On Sun, 27 Nov 2022 at 20:40, Raphael G  wrote:

> Alright, I tried to revive Tom Forbe's work on this in
> https://github.com/django/django/pull/16331
>
> My honest feeling here is that if Django existed just for me, I would
> really just want to get this pulled in as an option, and trying to increase
> the scope beyond "given a URL, get a dictionary of settings" is a tarpit
> that is not worth venturing into in a first merge. Though it's definitely a
> tarpit worth venturing into as a future step!
>
> So my strategy here was to try and get this as close to mergeable as
> possible, with as few points of discussion needed as possible. I tried to
> document what Tom did, more or less disregarded the idea of providing DSN
> support in settings, and for memcache avoided blessing an "official"

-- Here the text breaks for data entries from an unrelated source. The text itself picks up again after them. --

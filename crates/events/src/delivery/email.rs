//! Email delivery via SMTP.
//!
//! [`EmailDelivery`] wraps the `lettre` async SMTP transport to send the
//! plain-text messages composed in `widgetry_core::notification`.
//! Configuration is loaded from environment variables; if `SMTP_HOST` is
//! not set, [`EmailConfig::from_env`] returns `None` and no mailer should
//! be constructed.

use lettre::message::header::ContentType;
use lettre::message::Mailbox;
use lettre::transport::smtp::authentication::Credentials;
use lettre::{AsyncSmtpTransport, AsyncTransport, Message, Tokio1Executor};
use widgetry_core::notification::EmailMessage;

// ---------------------------------------------------------------------------
// Error
// ---------------------------------------------------------------------------

/// Error type for email delivery failures.
#[derive(Debug, thiserror::Error)]
pub enum EmailError {
    /// SMTP transport-level failure (authentication, connection, etc.).
    #[error("SMTP transport error: {0}")]
    Transport(#[from] lettre::transport::smtp::Error),

    /// A recipient or sender address could not be parsed.
    #[error("Email address parse error: {0}")]
    Address(#[from] lettre::address::AddressError),

    /// The MIME message could not be assembled.
    #[error("Email build error: {0}")]
    Build(String),
}

// ---------------------------------------------------------------------------
// EmailConfig
// ---------------------------------------------------------------------------

/// Default SMTP port (STARTTLS).
const DEFAULT_SMTP_PORT: u16 = 587;

/// Default sender address when `SMTP_FROM` is not set.
const DEFAULT_FROM_ADDRESS: &str = "noreply@widgetry.local";

/// Configuration for the SMTP email delivery service.
#[derive(Debug, Clone)]
pub struct EmailConfig {
    pub smtp_host: String,
    pub smtp_port: u16,
    /// Platform sender address; widget owners appear as display name and
    /// reply-to.
    pub from_address: String,
    pub smtp_user: Option<String>,
    pub smtp_password: Option<String>,
}

impl EmailConfig {
    /// Load configuration from environment variables.
    ///
    /// Returns `None` if `SMTP_HOST` is not set, signalling that email
    /// delivery is not configured and should be skipped.
    ///
    /// | Variable        | Required | Default                   |
    /// |-----------------|----------|---------------------------|
    /// | `SMTP_HOST`     | yes      | -                         |
    /// | `SMTP_PORT`     | no       | `587`                     |
    /// | `SMTP_FROM`     | no       | `noreply@widgetry.local`  |
    /// | `SMTP_USER`     | no       | -                         |
    /// | `SMTP_PASSWORD` | no       | -                         |
    pub fn from_env() -> Option<Self> {
        let smtp_host = std::env::var("SMTP_HOST").ok()?;
        Some(Self {
            smtp_host,
            smtp_port: std::env::var("SMTP_PORT")
                .ok()
                .and_then(|p| p.parse().ok())
                .unwrap_or(DEFAULT_SMTP_PORT),
            from_address: std::env::var("SMTP_FROM")
                .unwrap_or_else(|_| DEFAULT_FROM_ADDRESS.to_string()),
            smtp_user: std::env::var("SMTP_USER").ok(),
            smtp_password: std::env::var("SMTP_PASSWORD").ok(),
        })
    }
}

// ---------------------------------------------------------------------------
// EmailDelivery
// ---------------------------------------------------------------------------

/// Sends composed messages over SMTP.
#[derive(Clone)]
pub struct EmailDelivery {
    from_address: String,
    mailer: AsyncSmtpTransport<Tokio1Executor>,
}

impl EmailDelivery {
    /// Build the SMTP transport for `config`.
    pub fn new(config: EmailConfig) -> Result<Self, EmailError> {
        let mut transport_builder =
            AsyncSmtpTransport::<Tokio1Executor>::starttls_relay(&config.smtp_host)?
                .port(config.smtp_port);

        if let (Some(user), Some(pass)) = (config.smtp_user, config.smtp_password) {
            transport_builder = transport_builder.credentials(Credentials::new(user, pass));
        }

        Ok(Self {
            from_address: config.from_address,
            mailer: transport_builder.build(),
        })
    }

    /// Send `message` to all of its recipients.
    pub async fn deliver(&self, message: &EmailMessage) -> Result<(), EmailError> {
        let email = build_message(&self.from_address, message)?;
        self.mailer.send(email).await?;
        tracing::info!(
            recipients = message.to.len(),
            subject = %message.subject,
            "Notification email sent"
        );
        Ok(())
    }
}

/// Assemble the MIME message for `message` sent from `from_address`.
pub fn build_message(from_address: &str, message: &EmailMessage) -> Result<Message, EmailError> {
    if message.to.is_empty() {
        return Err(EmailError::Build("message has no recipients".into()));
    }

    let from = Mailbox::new(message.from_name.clone(), from_address.parse()?);
    let mut builder = Message::builder()
        .from(from)
        .subject(message.subject.clone())
        .header(ContentType::TEXT_PLAIN);

    for to in &message.to {
        builder = builder.to(Mailbox::new(None, to.parse()?));
    }
    if let Some(reply_to) = &message.reply_to {
        builder = builder.reply_to(Mailbox::new(None, reply_to.parse()?));
    }

    builder
        .body(message.body.clone())
        .map_err(|e| EmailError::Build(e.to_string()))
}

// ---------------------------------------------------------------------------
// Tests
// ---------------------------------------------------------------------------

> backend. The main thing should be that if people google Django DATABASE_URL
> there should be a good answer in the docs, IMO.
>
> As someone who's dealt with custom backends in various parts of Django,
> and with libs, I think Tom's simple registry pattern for custom protocols
> is more than sufficient for library writers.
>
> Documentation is minimal, but exists. While I basically expect people
> writing custom DB backends or cache backends to directly look at the
> source, at the very least we are pointing to the existence of functions for
> registration in the docs in this PR.
>
> I'm sure we all have these simple projects that really don't need to do
> much, we all have been pulling in dj_database_url on the side to get this
> and feeling a bit off about it, so let's try and get that use case handled
> in a way that doesn't prevent further niceness in the future!
>
> Raphael
> On Monday, December 24, 2018 at 7:01:23 AM UTC+9 Raffaele Salmaso wrote:
>
>> Hi all,
>> I'm working on https://github.com/django/django/pull/10786 (which is a
>> port of https://pypi.org/project/django-service-urls/ , which is a
>> 'fork/rewrite' of Tom PR).
>> I need to (re)read all these emails to find ideas to improve the
>> PR/package.
>>
>> On Sat, Jul 28, 2018 at 9:44 PM Tom Forbes  wrote:
>>
>>> So in the PR I proposed I only bits I took verbatim from dj-database-url
>>> are the tests. The rest is re-implemented. I think it's a pretty good POC
>>> but I haven't touched it in a while.
>>>
>>> In any case we have to implement our own parsing for backends that do
>>> not support passing in a URL to the connection library.
>>>
>>> Making postgres skip our parsing step and passing it in directly is an
>>> implementation detail and there are much more important questions around
>>> the API design to answer before this has any chance of being included.
>>>
>>> On Sat, 28 Jul 2018, 12:57 Maciej Urbański,  wrote:
>>>
 I would agree that DSN support seems like a nicer alternative to just
 copying dj-database-url, because it not only focuses on 12factor
 configuration in enviroment variables, but also enables some additional
 flexibility for the database connection option passing.